ASSIGNED TASK: Look below for the lines from the one with "use serde_json::Value;" to the one with "record: &AnalysisRecord) -> Result<(), GatewayError>;", and copy exactly those lines, both ends included.

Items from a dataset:
-----
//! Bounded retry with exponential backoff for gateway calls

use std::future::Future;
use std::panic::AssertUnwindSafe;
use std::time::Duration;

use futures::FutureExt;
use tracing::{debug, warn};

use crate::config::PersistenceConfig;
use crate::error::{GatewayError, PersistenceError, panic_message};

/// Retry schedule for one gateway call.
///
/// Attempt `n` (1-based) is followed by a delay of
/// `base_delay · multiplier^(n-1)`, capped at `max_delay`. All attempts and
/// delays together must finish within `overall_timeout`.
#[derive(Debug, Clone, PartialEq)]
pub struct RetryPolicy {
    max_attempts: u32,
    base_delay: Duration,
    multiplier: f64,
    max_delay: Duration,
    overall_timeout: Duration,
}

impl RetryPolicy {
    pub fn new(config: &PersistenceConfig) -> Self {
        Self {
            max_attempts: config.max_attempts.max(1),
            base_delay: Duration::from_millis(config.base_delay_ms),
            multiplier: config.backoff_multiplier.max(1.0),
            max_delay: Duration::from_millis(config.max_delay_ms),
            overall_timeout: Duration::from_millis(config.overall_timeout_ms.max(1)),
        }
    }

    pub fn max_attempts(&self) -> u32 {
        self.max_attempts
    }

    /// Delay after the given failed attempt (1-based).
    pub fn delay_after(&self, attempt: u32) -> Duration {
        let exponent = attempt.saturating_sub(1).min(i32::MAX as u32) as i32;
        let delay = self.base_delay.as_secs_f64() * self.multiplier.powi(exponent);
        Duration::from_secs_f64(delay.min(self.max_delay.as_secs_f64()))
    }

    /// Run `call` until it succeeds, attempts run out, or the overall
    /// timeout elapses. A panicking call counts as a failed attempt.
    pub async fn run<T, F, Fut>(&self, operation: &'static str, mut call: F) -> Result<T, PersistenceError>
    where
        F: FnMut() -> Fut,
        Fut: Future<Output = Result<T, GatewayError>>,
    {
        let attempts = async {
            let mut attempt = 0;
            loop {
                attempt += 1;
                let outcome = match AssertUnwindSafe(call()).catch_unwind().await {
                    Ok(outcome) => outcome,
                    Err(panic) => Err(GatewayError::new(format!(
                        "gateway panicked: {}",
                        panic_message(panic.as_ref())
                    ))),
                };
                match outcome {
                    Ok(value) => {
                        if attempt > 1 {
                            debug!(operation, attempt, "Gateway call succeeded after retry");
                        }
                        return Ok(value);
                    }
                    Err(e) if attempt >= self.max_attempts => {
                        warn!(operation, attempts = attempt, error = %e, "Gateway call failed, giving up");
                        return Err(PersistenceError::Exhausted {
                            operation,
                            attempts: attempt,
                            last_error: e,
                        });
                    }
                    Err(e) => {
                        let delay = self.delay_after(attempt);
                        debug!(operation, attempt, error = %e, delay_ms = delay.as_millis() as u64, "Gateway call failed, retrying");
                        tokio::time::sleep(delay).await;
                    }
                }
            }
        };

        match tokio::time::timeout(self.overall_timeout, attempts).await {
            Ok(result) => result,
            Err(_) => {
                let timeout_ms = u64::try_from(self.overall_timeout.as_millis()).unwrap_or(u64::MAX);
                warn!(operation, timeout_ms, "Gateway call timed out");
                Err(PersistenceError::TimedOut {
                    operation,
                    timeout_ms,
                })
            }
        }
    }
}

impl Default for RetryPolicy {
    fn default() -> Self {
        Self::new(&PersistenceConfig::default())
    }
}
-----
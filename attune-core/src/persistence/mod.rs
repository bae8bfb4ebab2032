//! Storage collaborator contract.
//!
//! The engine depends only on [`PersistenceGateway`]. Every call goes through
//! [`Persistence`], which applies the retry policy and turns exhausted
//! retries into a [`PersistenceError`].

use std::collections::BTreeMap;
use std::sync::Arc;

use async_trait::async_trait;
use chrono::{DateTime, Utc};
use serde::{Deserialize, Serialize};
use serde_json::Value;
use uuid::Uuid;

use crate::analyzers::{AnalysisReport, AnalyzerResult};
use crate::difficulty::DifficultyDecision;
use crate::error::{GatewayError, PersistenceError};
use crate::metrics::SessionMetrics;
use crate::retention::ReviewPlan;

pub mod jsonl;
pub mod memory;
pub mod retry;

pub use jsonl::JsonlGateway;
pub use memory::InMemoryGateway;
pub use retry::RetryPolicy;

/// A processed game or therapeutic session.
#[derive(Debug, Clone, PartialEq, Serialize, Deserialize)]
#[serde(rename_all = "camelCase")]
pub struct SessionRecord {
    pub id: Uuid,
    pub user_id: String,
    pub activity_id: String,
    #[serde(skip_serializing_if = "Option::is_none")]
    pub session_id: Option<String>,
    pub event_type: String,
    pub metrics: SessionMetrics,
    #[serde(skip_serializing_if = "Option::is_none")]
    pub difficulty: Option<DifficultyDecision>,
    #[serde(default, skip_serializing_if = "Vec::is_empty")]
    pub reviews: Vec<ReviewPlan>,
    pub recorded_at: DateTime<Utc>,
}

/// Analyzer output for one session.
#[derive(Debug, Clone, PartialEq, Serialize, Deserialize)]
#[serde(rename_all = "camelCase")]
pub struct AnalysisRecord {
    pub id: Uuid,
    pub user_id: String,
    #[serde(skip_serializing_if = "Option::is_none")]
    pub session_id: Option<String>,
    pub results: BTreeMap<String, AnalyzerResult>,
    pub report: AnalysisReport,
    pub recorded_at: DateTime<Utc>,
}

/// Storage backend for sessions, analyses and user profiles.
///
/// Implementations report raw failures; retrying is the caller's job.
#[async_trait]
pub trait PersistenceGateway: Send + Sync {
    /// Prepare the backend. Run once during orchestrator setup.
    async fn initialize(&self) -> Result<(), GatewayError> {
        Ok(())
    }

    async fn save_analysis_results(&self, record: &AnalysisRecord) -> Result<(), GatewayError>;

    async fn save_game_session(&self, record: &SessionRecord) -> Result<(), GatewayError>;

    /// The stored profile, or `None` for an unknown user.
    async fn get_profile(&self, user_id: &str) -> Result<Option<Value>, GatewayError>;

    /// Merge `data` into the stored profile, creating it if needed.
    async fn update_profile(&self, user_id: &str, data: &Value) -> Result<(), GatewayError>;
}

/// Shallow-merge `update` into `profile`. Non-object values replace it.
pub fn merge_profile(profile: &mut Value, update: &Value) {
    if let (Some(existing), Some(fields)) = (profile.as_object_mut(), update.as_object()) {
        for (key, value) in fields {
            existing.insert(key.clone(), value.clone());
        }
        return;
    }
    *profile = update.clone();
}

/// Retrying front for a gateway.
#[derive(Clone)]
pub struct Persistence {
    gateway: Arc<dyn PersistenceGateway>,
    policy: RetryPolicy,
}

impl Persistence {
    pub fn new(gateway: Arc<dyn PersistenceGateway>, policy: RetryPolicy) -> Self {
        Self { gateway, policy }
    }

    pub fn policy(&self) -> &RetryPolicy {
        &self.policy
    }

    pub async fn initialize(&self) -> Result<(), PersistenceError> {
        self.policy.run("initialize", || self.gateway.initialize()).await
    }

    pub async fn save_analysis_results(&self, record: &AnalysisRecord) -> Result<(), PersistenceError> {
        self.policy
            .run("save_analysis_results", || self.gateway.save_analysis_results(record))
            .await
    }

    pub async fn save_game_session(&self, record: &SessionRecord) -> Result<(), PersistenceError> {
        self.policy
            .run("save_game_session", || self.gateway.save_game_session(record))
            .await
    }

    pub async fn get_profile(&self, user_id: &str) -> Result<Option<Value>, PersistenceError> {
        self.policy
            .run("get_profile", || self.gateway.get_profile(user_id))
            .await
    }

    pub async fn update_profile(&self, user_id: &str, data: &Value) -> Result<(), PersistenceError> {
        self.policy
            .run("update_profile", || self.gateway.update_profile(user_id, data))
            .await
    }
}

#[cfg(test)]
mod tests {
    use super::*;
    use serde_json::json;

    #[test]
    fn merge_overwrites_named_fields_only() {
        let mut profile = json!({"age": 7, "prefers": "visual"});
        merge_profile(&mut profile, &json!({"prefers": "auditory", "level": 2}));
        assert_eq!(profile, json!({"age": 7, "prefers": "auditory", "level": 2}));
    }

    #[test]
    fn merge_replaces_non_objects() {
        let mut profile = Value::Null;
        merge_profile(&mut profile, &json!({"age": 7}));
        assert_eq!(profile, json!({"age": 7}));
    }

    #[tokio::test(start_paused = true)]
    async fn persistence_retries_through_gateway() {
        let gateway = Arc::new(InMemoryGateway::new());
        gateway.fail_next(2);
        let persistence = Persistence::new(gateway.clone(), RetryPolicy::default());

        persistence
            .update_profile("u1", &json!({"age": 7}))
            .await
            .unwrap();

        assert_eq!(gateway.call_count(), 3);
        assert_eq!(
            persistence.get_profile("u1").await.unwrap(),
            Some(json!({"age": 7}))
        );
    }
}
-----
ANSWER FOR THE TASK:
use serde_json::Value;
use uuid::Uuid;

use crate::analyzers::{AnalysisReport, AnalyzerResult};
use crate::difficulty::DifficultyDecision;
use crate::error::{GatewayError, PersistenceError};
use crate::metrics::SessionMetrics;
use crate::retention::ReviewPlan;

pub mod jsonl;
pub mod memory;
pub mod retry;

pub use jsonl::JsonlGateway;
pub use memory::InMemoryGateway;
pub use retry::RetryPolicy;

/// A processed game or therapeutic session.
#[derive(Debug, Clone, PartialEq, Serialize, Deserialize)]
#[serde(rename_all = "camelCase")]
pub struct SessionRecord {
    pub id: Uuid,
    pub user_id: String,
    pub activity_id: String,
    #[serde(skip_serializing_if = "Option::is_none")]
    pub session_id: Option<String>,
    pub event_type: String,
    pub metrics: SessionMetrics,
    #[serde(skip_serializing_if = "Option::is_none")]
    pub difficulty: Option<DifficultyDecision>,
    #[serde(default, skip_serializing_if = "Vec::is_empty")]
    pub reviews: Vec<ReviewPlan>,
    pub recorded_at: DateTime<Utc>,
}

/// Analyzer output for one session.
#[derive(Debug, Clone, PartialEq, Serialize, Deserialize)]
#[serde(rename_all = "camelCase")]
pub struct AnalysisRecord {
    pub id: Uuid,
    pub user_id: String,
    #[serde(skip_serializing_if = "Option::is_none")]
    pub session_id: Option<String>,
    pub results: BTreeMap<String, AnalyzerResult>,
    pub report: AnalysisReport,
    pub recorded_at: DateTime<Utc>,
}

/// Storage backend for sessions, analyses and user profiles.
///
/// Implementations report raw failures; retrying is the caller's job.
#[async_trait]
pub trait PersistenceGateway: Send + Sync {
    /// Prepare the backend. Run once during orchestrator setup.
    async fn initialize(&self) -> Result<(), GatewayError> {
        Ok(())
    }

    async fn save_analysis_results(&self, record: &AnalysisRecord) -> Result<(), GatewayError>;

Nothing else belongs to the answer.